The scholarship figures from the 2018 reference year — the most detailed publicly available accounting — offer a revealing window into the dinner’s philanthropic impact. The $148,000 in total scholarship funding for 27 students that year, with individual grants ranging from $2,500 to $7,000, represents a genuine but relatively modest contribution to journalism education relative to the event’s enormous public profile. The fact that operating expenses consumed the majority of the 2018 fundraising revenue generated criticism from media industry observers, though the WHCA has consistently argued that its core advocacy mission — fighting for press access, credentialing, and White House transparency — directly justifies those operational costs. Helen Thomas remains a towering figure in the WHCA’s institutional history: the journalist who forced the dinner’s integration by persuading President Kennedy not to attend unless the 41-year ban on women was lifted, and who later became the first female WHCA president in 1975.

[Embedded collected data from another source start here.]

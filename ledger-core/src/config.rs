//! Configuration for the ledger

use serde::{Deserialize, Serialize};
use std::path::PathBuf;

/// Ledger configuration
#[derive(Debug, Clone, Serialize, Deserialize)]
#[serde(default)]
pub struct Config {
    /// Data directory for RocksDB
    pub data_dir: PathBuf,

    /// Service name
    pub service_name: String,

    /// RocksDB configuration
    pub rocksdb: RocksDBConfig,
}

impl Default for Config {
    fn default() -> Self {
        Self {
            data_dir: PathBuf::from("./data/ledger"),
            service_name: "ledger-core".to_string(),
            rocksdb: RocksDBConfig::default(),
        }
    }
}

/// RocksDB configuration
#[derive(Debug, Clone, Serialize, Deserialize)]
#[serde(default)]
pub struct RocksDBConfig {
    /// Write buffer size (MB)
    pub write_buffer_size_mb: usize,

    /// Max write buffers
    pub max_write_buffer_number: i32,

    /// Max background jobs (compaction + flush)
    pub max_background_jobs: i32,

    /// Bloom filter bits per key on the user index
    pub index_bloom_bits: f64,
}

impl Default for RocksDBConfig {
    fn default() -> Self {
        Self {
            write_buffer_size_mb: 64,
            max_write_buffer_number: 3,
            max_background_jobs: 2,
            index_bloom_bits: 10.0,
        }
    }
}

impl Config {
    /// Load from file
    pub fn from_file(path: impl AsRef<std::path::Path>) -> crate::Result<Self> {
        let content = std::fs::read_to_string(path)?;
        let config: Config = toml::from_str(&content)
            .map_err(|e| crate::Error::Config(format!("Failed to parse config: {}", e)))?;
        Ok(config)
    }

    /// Load from environment variables
    pub fn from_env() -> crate::Result<Self> {
        let mut config = Config::default();

        if let Ok(data_dir) = std::env::var("LEDGER_DATA_DIR") {
            config.data_dir = PathBuf::from(data_dir);
        }

        if let Ok(size) = std::env::var("LEDGER_WRITE_BUFFER_MB") {
            config.rocksdb.write_buffer_size_mb = size
                .parse()
                .map_err(|e| crate::Error::Config(format!("LEDGER_WRITE_BUFFER_MB: {}", e)))?;
        }

        Ok(config)
    }
}

#[cfg(test)]
mod tests {
    use super::*;

    #[test]
    fn test_default_config() {
        let config = Config::default();
        assert_eq!(config.service_name, "ledger-core");
        assert_eq!(config.rocksdb.max_write_buffer_number, 3);
    }

    #[test]
    fn test_partial_toml() {
        let config: Config = toml::from_str(
            r#"
            data_dir = "/tmp/dalepay"

            [rocksdb]
            write_buffer_size_mb = 128
            "#,
        )
        .unwrap();
        assert_eq!(config.data_dir, PathBuf::from("/tmp/dalepay"));
        assert_eq!(config.rocksdb.write_buffer_size_mb, 128);
        assert_eq!(config.rocksdb.max_background_jobs, 2);
    }
}
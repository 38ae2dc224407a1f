use crate::error::{ComplianceError, Result};
use rust_decimal::Decimal;
use serde::{Deserialize, Serialize};
use std::path::{Path, PathBuf};
use std::time::Duration;

/// AML screening thresholds and windows
#[derive(Debug, Clone, PartialEq, Serialize, Deserialize)]
#[serde(default)]
pub struct AmlConfig {
    /// Amounts above this raise `high_value_transaction`
    pub high_value_threshold: Decimal,

    /// Multiples of this raise `round_amount`
    pub round_unit: Decimal,

    /// Trailing window for identical amounts (days)
    pub repeat_window_days: i64,

    /// At least this many identical amounts raise `repeated_amounts`
    pub repeat_min_count: u64,

    /// Trailing velocity window (minutes)
    pub velocity_window_minutes: i64,

    /// More transfers than this raise `high_velocity`
    pub velocity_max_count: u64,

    /// Trailing volume window (hours)
    pub daily_window_hours: i64,

    /// A larger volume than this raises `high_daily_volume`
    pub daily_volume_threshold: Decimal,

    /// Title keywords for the PEP check
    pub pep_keywords: Vec<String>,

    /// Extra sanctions lists (`id,name` CSV files)
    pub sanctions_lists: Vec<PathBuf>,

    /// Bound on each history lookup
    pub history_timeout_ms: u64,
}

impl Default for AmlConfig {
    fn default() -> Self {
        Self {
            high_value_threshold: Decimal::from(10_000),
            round_unit: Decimal::from(1_000),
            repeat_window_days: 7,
            repeat_min_count: 3,
            velocity_window_minutes: 60,
            velocity_max_count: 5,
            daily_window_hours: 24,
            daily_volume_threshold: Decimal::from(10_000),
            pep_keywords: vec![
                "governor".to_string(),
                "mayor".to_string(),
                "senator".to_string(),
            ],
            sanctions_lists: Vec::new(),
            history_timeout_ms: 2_000,
        }
    }
}

impl AmlConfig {
    pub fn from_file(path: impl AsRef<Path>) -> Result<Self> {
        let content = std::fs::read_to_string(path.as_ref()).map_err(|e| {
            ComplianceError::ConfigError(format!(
                "Failed to read {}: {}",
                path.as_ref().display(),
                e
            ))
        })?;
        Self::from_toml(&content)
    }

    pub fn from_toml(content: &str) -> Result<Self> {
        let config: AmlConfig = toml::from_str(content)
            .map_err(|e| ComplianceError::ConfigError(format!("Failed to parse config: {}", e)))?;
        config.validate()?;
        Ok(config)
    }

    /// Defaults with `AML_HISTORY_TIMEOUT_MS` and `AML_SANCTIONS_LISTS`
    /// (comma-separated paths) overrides
    pub fn from_env() -> Result<Self> {
        let mut config = AmlConfig::default();

        if let Ok(timeout) = std::env::var("AML_HISTORY_TIMEOUT_MS") {
            config.history_timeout_ms = timeout.parse().map_err(|e| {
                ComplianceError::ConfigError(format!("AML_HISTORY_TIMEOUT_MS: {}", e))
            })?;
        }

        if let Ok(lists) = std::env::var("AML_SANCTIONS_LISTS") {
            config.sanctions_lists = lists
                .split(',')
                .map(str::trim)
                .filter(|p| !p.is_empty())
                .map(PathBuf::from)
                .collect();
        }

        config.validate()?;
        Ok(config)
    }

    pub fn history_timeout(&self) -> Duration {
        Duration::from_millis(self.history_timeout_ms)
    }

    pub fn validate(&self) -> Result<()> {
        if self.round_unit <= Decimal::ZERO {
            return Err(ComplianceError::ConfigError(
                "round_unit must be positive".to_string(),
            ));
        }
        if self.high_value_threshold < Decimal::ZERO || self.daily_volume_threshold < Decimal::ZERO {
            return Err(ComplianceError::ConfigError(
                "Amount thresholds must be non-negative".to_string(),
            ));
        }
        if self.repeat_window_days <= 0
            || self.velocity_window_minutes <= 0
            || self.daily_window_hours <= 0
        {
            return Err(ComplianceError::ConfigError(
                "Lookback windows must be positive".to_string(),
            ));
        }
        if self.history_timeout_ms == 0 {
            return Err(ComplianceError::ConfigError(
                "history_timeout_ms must be non-zero".to_string(),
            ));
        }
        Ok(())
    }
}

White House Correspondents’ Dinner Historical Timeline in the US 2026
| Year / Milestone | Key Event | Detail |
|---|---|---|
| 1914 | WHCA Founded | February 25, 1914 — 11 journalists form association to protect press access from Wilson |
| 1921 | First WHCA Dinner | May 7, 1921 — Arlington Hotel; 50 men attended; no president present |
| 1924 | First Presidential Attendee | President Calvin Coolidge becomes first president to attend |
| 1930 | First Cancellation | Cancelled due to death of former President William Howard Taft |
| 1942 | WWII Cancellation | Cancelled following US entry into World War II |
| 1951 | Korean War Cancellation | Cancelled amid Korean War tensions under President Truman |
| 1962 | Women Admitted | JFK refuses to attend unless women are allowed; Helen Thomas urged the change |
| 1975 | Helen Thomas — First Female WHCA President | Thomas becomes the first woman to lead the WHCA |
| 1983 | Comedian Tradition Begins | Mark Russell first comedian headliner; dinner takes on modern roast format |
| 1987 | Celebrity Guest Era Begins | Reporter Michael Kelly arrives with Fawn Hall; starts the celebrity invitation tradition |
| 2011 | Trump Roasted as Guest | Obama and Seth Meyers roast Trump over birtherism; Trump sits stone-faced; widely cited as catalyst for his political ambitions |
| 2017 | Trump First-Term Boycott Begins | Trump holds Pennsylvania rally instead; first president to skip in 36 years |
| 2018 | Michelle Wolf Controversy | Wolf’s monologue roasts Sarah Sanders; WHCA issues statement saying speech “not in the spirit” of the dinner |
| 2019 | No Comedian for First Time in Modern Era | WHCA books historian Ron Chernow instead of comedian |
| 2025 | Amber Ruffin Headlined 2025 Dinner | Ruffin initially dropped a month before due to Trump ally pushback; ultimately performed |
| 2026 | Trump Attends as President — Dinner Ends in Shooting | Trump ends boycott; Oz Pearlman (mentalist) booked; shooting forces evacuation; dinner cancelled; Trump pledges reschedule |
| Every President Since 1924 | All Have Attended At Least Once | Since Coolidge, every president has attended the dinner at least once during their tenure |
Source: WHCA — History; HISTORY.com — History of the White House Correspondents’ Dinner; Wikipedia — White House Correspondents’ Association; PBS NewsHour — Memorable WHCD Moments, April 25, 2026; Al Jazeera — After Years of Avoidance, April 25, 2026
The historical arc of the White House Correspondents’ Dinner reveals how consistently the event has served as a mirror for the political tensions of its era — and how decisively the 2026 dinner broke from every precedent simultaneously. The dinner has been cancelled only three times in its history: in 1930 for the death of a former president, in 1942 for World War II, and in 1951 during the Korean War — demonstrating the event’s remarkable institutional durability across more than a century of American political life. The comedian tradition that began with Mark Russell in 1983 lasted for 36 years before the WHCA first departed from it in 2019, not coincidentally coinciding with Trump’s first-term boycott of the dinner. The 2011 dinner, where Trump sat stone-faced as both President Obama and Seth Meyers roasted him over the birther controversy, has since become one of the most analyzed evenings in recent political history — multiple biographers have traced Trump’s intensified presidential ambitions directly to the public humiliation he experienced that night, making a WHCA dinner a genuine inflection point in the 2016 race.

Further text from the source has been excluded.